Born in Gastonia, NC, he grew up greatly admiring his family, particularly his grandfather James Hoffman, a stonemason, and his mother, Nettie, who raised her family alone after his father left in 1925. He also took pride in the accomplishments of his brother Jimmy who started a Boy Scout Troop for Black youths in North Carolina when the BSA was segregated.
Jones graduated from Highland H.S. and was a State Championship debating team member. In that title match, procedural errors caused neither Highland nor Fayetteville to accept the winner's cup.
Jones was a Sunday School superintendent and clerk at St. Paul’s Baptist Church, then joined the Army Air Corps in 1940. It was during this time from a farmhouse near Tuskegee, AL; he helped put in place the administration of the 99th Pursuit Squadron, the Tuskegee Airmen. When he left the military in 1945, he had become the first Black man to achieve the non-commissioned rank of warrant officer, junior grade.

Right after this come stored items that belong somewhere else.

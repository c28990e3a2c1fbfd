//! Wire protocol definitions
//!
//! JSON-based bidirectional event protocol using Serde's adjacently
//! tagged enums: frames look like `{"event": "...", "data": ...}` with
//! `data` omitted for payload-less events.

use serde::{Deserialize, Serialize};

/// Client → Server event
///
/// All events a client may send. Payload-less events (`typing`,
/// `stop_typing`) are unit variants.
#[derive(Debug, Clone, Deserialize)]
#[serde(tag = "event", content = "data", rename_all = "snake_case")]
pub enum ClientEvent {
    /// Join a named group, implicitly creating it on first use
    JoinGroup(JoinGroup),
    /// Relay a chat message to the sender's current group
    SendMessage(ChatMessage),
    /// Sender started typing
    Typing,
    /// Sender stopped typing
    StopTyping,
}

/// Server → Client event
///
/// Everything the relay fans out to group members. The protocol
/// defines no error event; misuse is dropped server-side.
#[derive(Debug, Clone, PartialEq, Serialize)]
#[serde(tag = "event", content = "data", rename_all = "snake_case")]
pub enum ServerEvent {
    /// Another member joined the group (payload: display name)
    UserJoined(String),
    /// Chat message from another member, relayed unmodified
    ReceiveMessage(ChatMessage),
    /// Another member is typing (payload: display name)
    UserTyping(String),
    /// Another member stopped typing (payload: display name)
    UserStopTyping(String),
}

/// `join_group` payload
#[derive(Debug, Clone, Deserialize)]
#[serde(rename_all = "camelCase")]
pub struct JoinGroup {
    /// Target group name, case-sensitive
    pub group_name: String,
    /// Display name announced to other members; may be null
    #[serde(default)]
    pub user_name: Option<String>,
}

/// Chat message payload, relayed opaquely
///
/// The relay never validates, stores, or rewrites any field; the
/// `receive_message` fan-out carries exactly what `send_message` sent.
#[derive(Debug, Clone, PartialEq, Serialize, Deserialize)]
pub struct ChatMessage {
    pub id: String,
    pub text: String,
    pub sender: String,
    /// Epoch milliseconds, as produced by the sending client
    pub timestamp: i64,
}
//! RelayServer actor implementation
//!
//! The central actor owning all shared state: the Connection Registry
//! and the Room Membership Index. Handlers never touch that state
//! directly; they send `RelayCommand` values over an mpsc channel and
//! the actor processes them one at a time, so every mutation is
//! serialized without locks.

use tokio::sync::mpsc;
use tracing::{debug, info};

use crate::message::{ChatMessage, ServerEvent};
use crate::registry::ConnectionRegistry;
use crate::rooms::RoomIndex;
use crate::types::{ConnectionId, RoomName};

/// Commands sent from connection handlers to the RelayServer actor
#[derive(Debug)]
pub enum RelayCommand {
    /// New connection accepted
    Connect {
        connection_id: ConnectionId,
        sender: mpsc::Sender<ServerEvent>,
    },
    /// Transport closed
    Disconnect {
        connection_id: ConnectionId,
    },
    /// Join a named group
    JoinGroup {
        connection_id: ConnectionId,
        group_name: String,
        user_name: Option<String>,
    },
    /// Relay a chat message to the sender's group
    SendMessage {
        connection_id: ConnectionId,
        message: ChatMessage,
    },
    /// Sender started typing
    Typing {
        connection_id: ConnectionId,
    },
    /// Sender stopped typing
    StopTyping {
        connection_id: ConnectionId,
    },
}

/// The main relay actor
///
/// Routes each inbound event against current membership and fans out
/// to every other member of the sender's room. Sender exclusion is
/// structural: the broadcast helper always skips the originator.
pub struct RelayServer {
    /// Live connections
    registry: ConnectionRegistry,
    /// Room name → member set, maintained on join/disconnect
    rooms: RoomIndex,
    /// Command receiver channel
    receiver: mpsc::Receiver<RelayCommand>,
}

impl RelayServer {
    /// Create a new RelayServer with the given command receiver
    pub fn new(receiver: mpsc::Receiver<RelayCommand>) -> Self {
        Self {
            registry: ConnectionRegistry::new(),
            rooms: RoomIndex::new(),
            receiver,
        }
    }

    /// Run the RelayServer event loop
    ///
    /// Continuously receives and processes commands until all senders
    /// are dropped.
    pub async fn run(mut self) {
        info!("RelayServer started");

        while let Some(cmd) = self.receiver.recv().await {
            self.handle_command(cmd);
        }

        info!("RelayServer shutting down");
    }

    /// Process a single command
    fn handle_command(&mut self, cmd: RelayCommand) {
        match cmd {
            RelayCommand::Connect { connection_id, sender } => {
                self.handle_connect(connection_id, sender);
            }
            RelayCommand::Disconnect { connection_id } => {
                self.handle_disconnect(connection_id);
            }
            RelayCommand::JoinGroup {
                connection_id,
                group_name,
                user_name,
            } => {
                self.handle_join_group(connection_id, group_name, user_name);
            }
            RelayCommand::SendMessage { connection_id, message } => {
                self.handle_send_message(connection_id, message);
            }
            RelayCommand::Typing { connection_id } => {
                self.handle_typing(connection_id);
            }
            RelayCommand::StopTyping { connection_id } => {
                self.handle_stop_typing(connection_id);
            }
        }
    }

    /// Handle new connection
    fn handle_connect(&mut self, connection_id: ConnectionId, sender: mpsc::Sender<ServerEvent>) {
        info!("Connection {} registered", connection_id);
        self.registry.register(connection_id, sender);
        debug!(
            "Total connections: {}, active rooms: {}",
            self.registry.len(),
            self.rooms.room_count()
        );
    }

    /// Handle disconnection
    ///
    /// Cleanup is synchronous: once this returns, no membership read
    /// can observe the departed connection. No leave notification is
    /// emitted; only joins are announced in this protocol.
    fn handle_disconnect(&mut self, connection_id: ConnectionId) {
        let Some(conn) = self.registry.deregister(connection_id) else {
            return;
        };

        if let Some(room) = &conn.room {
            self.rooms.leave(room, connection_id);
        }

        info!("Connection {} deregistered", connection_id);
        debug!(
            "Total connections: {}, active rooms: {}",
            self.registry.len(),
            self.rooms.room_count()
        );
    }

    /// Handle group join
    ///
    /// First join under a name implicitly creates the room. A second
    /// join from the same connection switches rooms: membership in the
    /// previous room is dropped silently before joining the new one.
    /// The join is announced to every other member, never to the
    /// joiner itself.
    fn handle_join_group(
        &mut self,
        connection_id: ConnectionId,
        group_name: String,
        user_name: Option<String>,
    ) {
        let Some(conn) = self.registry.get_mut(connection_id) else {
            return;
        };

        let room = RoomName::new(group_name);

        if let Some(name) = user_name {
            conn.display_name = Some(name);
        }

        if let Some(previous) = conn.room.take() {
            if previous != room {
                self.rooms.leave(&previous, connection_id);
            }
        }

        conn.room = Some(room.clone());
        let display_name = conn.display_name().to_string();

        self.rooms.join(room.clone(), connection_id);

        info!("Connection {} joined room '{}'", connection_id, room);

        self.broadcast_to_room(&room, connection_id, ServerEvent::UserJoined(display_name));
    }

    /// Handle chat message relay
    ///
    /// The payload passes through unmodified. A connection with no
    /// current room is dropped silently; the protocol tolerates
    /// misuse rather than surfacing errors.
    fn handle_send_message(&mut self, connection_id: ConnectionId, message: ChatMessage) {
        let Some(room) = self.current_room(connection_id) else {
            debug!("Dropping message from roomless connection {}", connection_id);
            return;
        };

        self.broadcast_to_room(&room, connection_id, ServerEvent::ReceiveMessage(message));
    }

    /// Handle typing indicator start
    ///
    /// Stateless passthrough: no server-side timer or deduplication,
    /// the sending client owns the debounce.
    fn handle_typing(&mut self, connection_id: ConnectionId) {
        let Some((room, name)) = self.current_room_and_name(connection_id) else {
            debug!("Dropping typing from roomless connection {}", connection_id);
            return;
        };

        self.broadcast_to_room(&room, connection_id, ServerEvent::UserTyping(name));
    }

    /// Handle typing indicator stop
    fn handle_stop_typing(&mut self, connection_id: ConnectionId) {
        let Some((room, name)) = self.current_room_and_name(connection_id) else {
            debug!("Dropping stop_typing from roomless connection {}", connection_id);
            return;
        };

        self.broadcast_to_room(&room, connection_id, ServerEvent::UserStopTyping(name));
    }

    /// Helper: the sender's current room, if any
    fn current_room(&self, connection_id: ConnectionId) -> Option<RoomName> {
        self.registry.get(connection_id).and_then(|c| c.room.clone())
    }

    /// Helper: current room plus display name, for presence events
    fn current_room_and_name(&self, connection_id: ConnectionId) -> Option<(RoomName, String)> {
        let conn = self.registry.get(connection_id)?;
        let room = conn.room.clone()?;
        Some((room, conn.display_name().to_string()))
    }

    /// Deliver an event to every current member of a room except the
    /// originator
    ///
    /// Membership is read once, then iterated. Each delivery is
    /// independent: an unreachable recipient is skipped and never
    /// aborts delivery to the rest.
    fn broadcast_to_room(&self, room: &RoomName, except: ConnectionId, event: ServerEvent) {
        for member_id in self.rooms.members(room) {
            if member_id == except {
                continue;
            }
            let Some(member) = self.registry.get(member_id) else {
                continue;
            };
            if member.send(event.clone()).is_err() {
                debug!("Skipping unreachable member {} in '{}'", member_id, room);
            }
        }
    }
}
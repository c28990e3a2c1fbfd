//! Connection struct definition
//!
//! Represents one live transport-level session with its state and
//! outbound event channel.

use tokio::sync::mpsc;

use crate::error::SendError;
use crate::message::ServerEvent;
use crate::types::{ConnectionId, RoomName};

/// Live connection record
///
/// Holds the connection's unique ID, its display name (set at join
/// time), the server → client event channel, and its current room.
#[derive(Debug)]
pub struct Connection {
    /// Unique identifier, assigned at accept time
    pub id: ConnectionId,
    /// Display name (None before the first join_group with a name)
    pub display_name: Option<String>,
    /// Server → Client event channel
    pub sender: mpsc::Sender<ServerEvent>,
    /// Room this connection currently belongs to
    pub room: Option<RoomName>,
}

impl Connection {
    /// Create a new connection record with no room and no display name
    pub fn new(id: ConnectionId, sender: mpsc::Sender<ServerEvent>) -> Self {
        Self {
            id,
            display_name: None,
            sender,
            room: None,
        }
    }

    /// Push an event into this connection's outbound channel
    ///
    /// Fire-and-forget from the router's perspective; the socket write
    /// happens on the connection's own write task. Returns an error if
    /// the channel is closed (client disconnected).
    pub fn send(&self, event: ServerEvent) -> Result<(), SendError> {
        self.sender
            .try_send(event)
            .map_err(|_| SendError::ChannelClosed)
    }

    /// Get the display name for this connection
    ///
    /// Returns "Unknown" if no name was supplied at join time, so
    /// outbound presence payloads are always a string.
    pub fn display_name(&self) -> &str {
        self.display_name.as_deref().unwrap_or("Unknown")
    }
}

#[cfg(test)]
mod tests {
    use super::*;

    #[tokio::test]
    async fn test_connection_creation() {
        let (tx, _rx) = mpsc::channel(32);
        let conn = Connection::new(ConnectionId::new(), tx);

        assert!(conn.display_name.is_none());
        assert!(conn.room.is_none());
        assert_eq!(conn.display_name(), "Unknown");
    }

    #[tokio::test]
    async fn test_send_after_receiver_dropped() {
        let (tx, rx) = mpsc::channel(32);
        let conn = Connection::new(ConnectionId::new(), tx);
        drop(rx);

        assert!(conn.send(ServerEvent::UserJoined("Bob".into())).is_err());
    }
}
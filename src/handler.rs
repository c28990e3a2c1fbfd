//! WebSocket connection handler
//!
//! Handles one client connection: WebSocket handshake, frame parsing,
//! and bidirectional plumbing between the socket and the RelayServer
//! actor.

use futures_util::{SinkExt, StreamExt};
use tokio::net::TcpStream;
use tokio::sync::mpsc;
use tokio_tungstenite::tungstenite::Message;
use tracing::{debug, error, info, warn};

use crate::error::RelayError;
use crate::message::{ClientEvent, ServerEvent};
use crate::server::RelayCommand;
use crate::types::ConnectionId;

/// Per-connection outbound channel capacity
const OUTBOUND_BUFFER_SIZE: usize = 64;

/// Handle a new TCP connection
///
/// Performs the WebSocket handshake, registers the connection with the
/// relay actor, and runs the read/write tasks until either side closes.
/// Always sends a Disconnect command on the way out so registry and
/// room cleanup happens exactly once.
pub async fn handle_connection(
    stream: TcpStream,
    cmd_tx: mpsc::Sender<RelayCommand>,
) -> Result<(), RelayError> {
    let peer_addr = stream
        .peer_addr()
        .map(|a| a.to_string())
        .unwrap_or_else(|_| "unknown".to_string());

    debug!("New TCP connection from {}", peer_addr);

    // WebSocket handshake
    let ws_stream = tokio_tungstenite::accept_async(stream).await?;
    let (mut ws_sender, mut ws_receiver) = ws_stream.split();

    let connection_id = ConnectionId::new();
    info!("Connection {} accepted from {}", connection_id, peer_addr);

    // Channel for server -> client events
    let (event_tx, mut event_rx) = mpsc::channel::<ServerEvent>(OUTBOUND_BUFFER_SIZE);

    // Register with the relay actor
    if cmd_tx
        .send(RelayCommand::Connect {
            connection_id,
            sender: event_tx,
        })
        .await
        .is_err()
    {
        error!("Failed to register connection {} - server closed", connection_id);
        return Err(RelayError::ChannelSend);
    }

    // Clone cmd_tx for read task
    let cmd_tx_read = cmd_tx.clone();

    // Read task (WebSocket frame -> RelayCommand)
    let read_task = tokio::spawn(async move {
        while let Some(frame) = ws_receiver.next().await {
            match frame {
                Ok(Message::Text(text)) => {
                    match serde_json::from_str::<ClientEvent>(&text) {
                        Ok(event) => {
                            let cmd = client_event_to_command(connection_id, event);
                            if cmd_tx_read.send(cmd).await.is_err() {
                                debug!("Server closed, ending read task for {}", connection_id);
                                break;
                            }
                        }
                        Err(e) => {
                            // Tolerant protocol: unparseable frames are
                            // logged and dropped, never answered
                            warn!("Invalid frame from {}: {}", connection_id, e);
                        }
                    }
                }
                Ok(Message::Close(_)) => {
                    debug!("Connection {} sent close frame", connection_id);
                    break;
                }
                Ok(Message::Ping(_)) => {
                    // Pong is handled automatically by tungstenite
                    debug!("Ping from {}", connection_id);
                }
                Ok(Message::Pong(_)) => {
                    debug!("Pong from {}", connection_id);
                }
                Ok(_) => {
                    // Binary or other frame types - ignore
                }
                Err(e) => {
                    error!("WebSocket error for {}: {}", connection_id, e);
                    break;
                }
            }
        }
        debug!("Read task ended for {}", connection_id);
    });

    // Write task (ServerEvent -> WebSocket frame)
    let write_task = tokio::spawn(async move {
        while let Some(event) = event_rx.recv().await {
            match serde_json::to_string(&event) {
                Ok(json) => {
                    if ws_sender.send(Message::Text(json.into())).await.is_err() {
                        debug!("WebSocket send failed, ending write task");
                        break;
                    }
                }
                Err(e) => {
                    error!("Failed to serialize event: {}", e);
                    // Continue - don't break on serialization errors
                }
            }
        }
        debug!("Write task ended for connection");

        // Send close frame when done
        let _ = ws_sender.close().await;
    });

    // Wait for either task to complete
    tokio::select! {
        _ = read_task => {
            debug!("Read task completed for {}", connection_id);
        }
        _ = write_task => {
            debug!("Write task completed for {}", connection_id);
        }
    }

    // Disconnect triggers synchronous registry and room cleanup in
    // the actor
    let _ = cmd_tx
        .send(RelayCommand::Disconnect { connection_id })
        .await;

    info!("Connection {} closed", connection_id);

    Ok(())
}

/// Convert a ClientEvent to a RelayCommand
fn client_event_to_command(connection_id: ConnectionId, event: ClientEvent) -> RelayCommand {
    match event {
        ClientEvent::JoinGroup(join) => RelayCommand::JoinGroup {
            connection_id,
            group_name: join.group_name,
            user_name: join.user_name,
        },
        ClientEvent::SendMessage(message) => RelayCommand::SendMessage {
            connection_id,
            message,
        },
        ClientEvent::Typing => RelayCommand::Typing { connection_id },
        ClientEvent::StopTyping => RelayCommand::StopTyping { connection_id },
    }
}
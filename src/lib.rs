//! Group-Chat Relay Server Library
//!
//! A WebSocket relay for named group chat built with tokio-tungstenite
//! using the Actor pattern for state management. Clients join named
//! rooms, exchange opaque text messages, and observe presence signals
//! (join notifications, typing indicators) scoped to their room.
//!
//! # Features
//! - WebSocket connection handling
//! - Implicit room creation on first join
//! - Room-scoped broadcast with sender exclusion
//! - Typing indicators (stateless passthrough)
//! - Disconnection cleanup
//!
//! # Architecture
//! Uses the Actor pattern with `mpsc` channels:
//! - `RelayServer` is the central actor owning the connection registry
//!   and the room membership index
//! - Each connection has a `handler` task communicating with the server
//! - No locks needed - all state access goes through message passing
//!
//! # Example
//! ```ignore
//! use tokio::net::TcpListener;
//! use tokio::sync::mpsc;
//! use group_relay::{RelayServer, handle_connection};
//!
//! #[tokio::main]
//! async fn main() {
//!     let listener = TcpListener::bind("127.0.0.1:8080").await.unwrap();
//!     let (cmd_tx, cmd_rx) = mpsc::channel(256);
//!
//!     tokio::spawn(RelayServer::new(cmd_rx).run());
//!
//!     while let Ok((stream, _)) = listener.accept().await {
//!         let cmd_tx = cmd_tx.clone();
//!         tokio::spawn(handle_connection(stream, cmd_tx));
//!     }
//! }
//! ```

pub mod connection;
pub mod error;
pub mod handler;
pub mod message;
pub mod registry;
pub mod rooms;
pub mod server;
pub mod types;

// Re-export main types for convenience
pub use connection::Connection;
pub use error::{RelayError, SendError};
pub use handler::handle_connection;
pub use message::{ChatMessage, ClientEvent, JoinGroup, ServerEvent};
pub use registry::ConnectionRegistry;
pub use rooms::RoomIndex;
pub use server::{RelayCommand, RelayServer};
pub use types::{ConnectionId, RoomName};
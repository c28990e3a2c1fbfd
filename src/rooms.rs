//! Room Membership Index
//!
//! Derived view mapping room name → set of member connections. Rooms
//! are emergent from membership: the first join under a name creates
//! the entry, and the entry is discarded when its set empties. There
//! is no Room object with its own lifecycle.

use std::collections::{HashMap, HashSet};

use crate::types::{ConnectionId, RoomName};

/// Index of room memberships, keyed by room name
#[derive(Debug, Default)]
pub struct RoomIndex {
    rooms: HashMap<RoomName, HashSet<ConnectionId>>,
}

impl RoomIndex {
    pub fn new() -> Self {
        Self {
            rooms: HashMap::new(),
        }
    }

    /// Add a connection to a room's member set
    ///
    /// Creates the set on first use. Idempotent: joining a room the
    /// connection is already a member of changes nothing.
    pub fn join(&mut self, room: RoomName, id: ConnectionId) {
        self.rooms.entry(room).or_default().insert(id);
    }

    /// Remove a connection from a room's member set
    ///
    /// Drops the entry when the set becomes empty, so no dangling
    /// empty rooms persist.
    pub fn leave(&mut self, room: &RoomName, id: ConnectionId) {
        if let Some(members) = self.rooms.get_mut(room) {
            members.remove(&id);
            if members.is_empty() {
                self.rooms.remove(room);
            }
        }
    }

    /// Iterate the current members of a room
    ///
    /// Internal to the router's fan-out; there is no external
    /// list-members capability in the protocol.
    pub fn members(&self, room: &RoomName) -> impl Iterator<Item = ConnectionId> + '_ {
        self.rooms.get(room).into_iter().flatten().copied()
    }

    /// Number of members currently in a room (0 if it has no entry)
    pub fn member_count(&self, room: &RoomName) -> usize {
        self.rooms.get(room).map_or(0, HashSet::len)
    }

    /// Number of rooms with at least one member
    pub fn room_count(&self) -> usize {
        self.rooms.len()
    }
}

#[cfg(test)]
mod tests {
    use super::*;

    #[test]
    fn test_first_join_creates_room() {
        let mut index = RoomIndex::new();
        let id = ConnectionId::new();

        assert_eq!(index.room_count(), 0);
        index.join(RoomName::new("X"), id);
        assert_eq!(index.room_count(), 1);
        assert_eq!(index.member_count(&RoomName::new("X")), 1);
    }

    #[test]
    fn test_join_idempotent() {
        let mut index = RoomIndex::new();
        let id = ConnectionId::new();

        index.join(RoomName::new("X"), id);
        index.join(RoomName::new("X"), id);

        assert_eq!(index.member_count(&RoomName::new("X")), 1);
    }

    #[test]
    fn test_leave_drops_empty_entry() {
        let mut index = RoomIndex::new();
        let a = ConnectionId::new();
        let b = ConnectionId::new();
        let room = RoomName::new("X");

        index.join(room.clone(), a);
        index.join(room.clone(), b);

        index.leave(&room, a);
        assert_eq!(index.member_count(&room), 1);
        assert_eq!(index.room_count(), 1);

        index.leave(&room, b);
        assert_eq!(index.member_count(&room), 0);
        assert_eq!(index.room_count(), 0);
    }

    #[test]
    fn test_leave_unknown_room_is_noop() {
        let mut index = RoomIndex::new();
        index.leave(&RoomName::new("nope"), ConnectionId::new());
        assert_eq!(index.room_count(), 0);
    }

    #[test]
    fn test_members_scoped_per_room() {
        let mut index = RoomIndex::new();
        let a = ConnectionId::new();
        let b = ConnectionId::new();

        index.join(RoomName::new("X"), a);
        index.join(RoomName::new("Y"), b);

        let x_members: Vec<_> = index.members(&RoomName::new("X")).collect();
        assert_eq!(x_members, vec![a]);
        let y_members: Vec<_> = index.members(&RoomName::new("Y")).collect();
        assert_eq!(y_members, vec![b]);
    }
}
//! Application-level errors (wraps domain errors)

use std::path::PathBuf;
use thiserror::Error;

use crate::domain::DomainError;

/// Application errors wrap domain errors and add application-level context.
#[derive(Error, Debug)]
pub enum ApplicationError {
    #[error("{0}")]
    Domain(#[from] DomainError),

    #[error("invalid tree input in {path}: {message}")]
    InvalidInput { path: PathBuf, message: String },

    #[error("config error: {message}")]
    Config { message: String },

    #[error("cannot render {what}: {source}")]
    Render {
        what: String,
        #[source]
        source: serde_json::Error,
    },

    #[error("operation failed: {context}")]
    OperationFailed {
        context: String,
        #[source]
        source: Box<dyn std::error::Error + Send + Sync>,
    },
}

/// Result type for application layer operations.
pub type ApplicationResult<T> = Result<T, ApplicationError>;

After serving his country, Jones graduated from Temple University and soon became the first Black Internal Revenue Service agent for the eastern district of Pennsylvania. From there (in 1961), he was the first Black salesman for Atlantic Richfield (ARCO) and, two years later, was the first Black in management at ACME Markets. It was here that he was their credit manager for 258 stores in the mid-Atlantic region. In 1967, he went to Africa as a business manager of Nkumbi International College in Tanzania, overseeing the institute's project to supply secondary education for political refugees from South Africa, Angola, and other countries.
Throughout his travels, Jones enjoyed learning to sing hymns in the dialects of whatever country he was in, a natural return to a childhood love of music. Jones was in his late 50s when he courted his wife Lorna with verse, flowers, and tender songs from the 1920s and '30s. They were married in 1980, and she relocated to Philadelphia, but they moved to Minneapolis in 1982 to care for her mother.
Away from his career, Jones devoted his life to breaking employment barriers for Blacks in civilian and military life. After suffering from Alzheimer's for several years, Edward Jones died on April 22, 2002.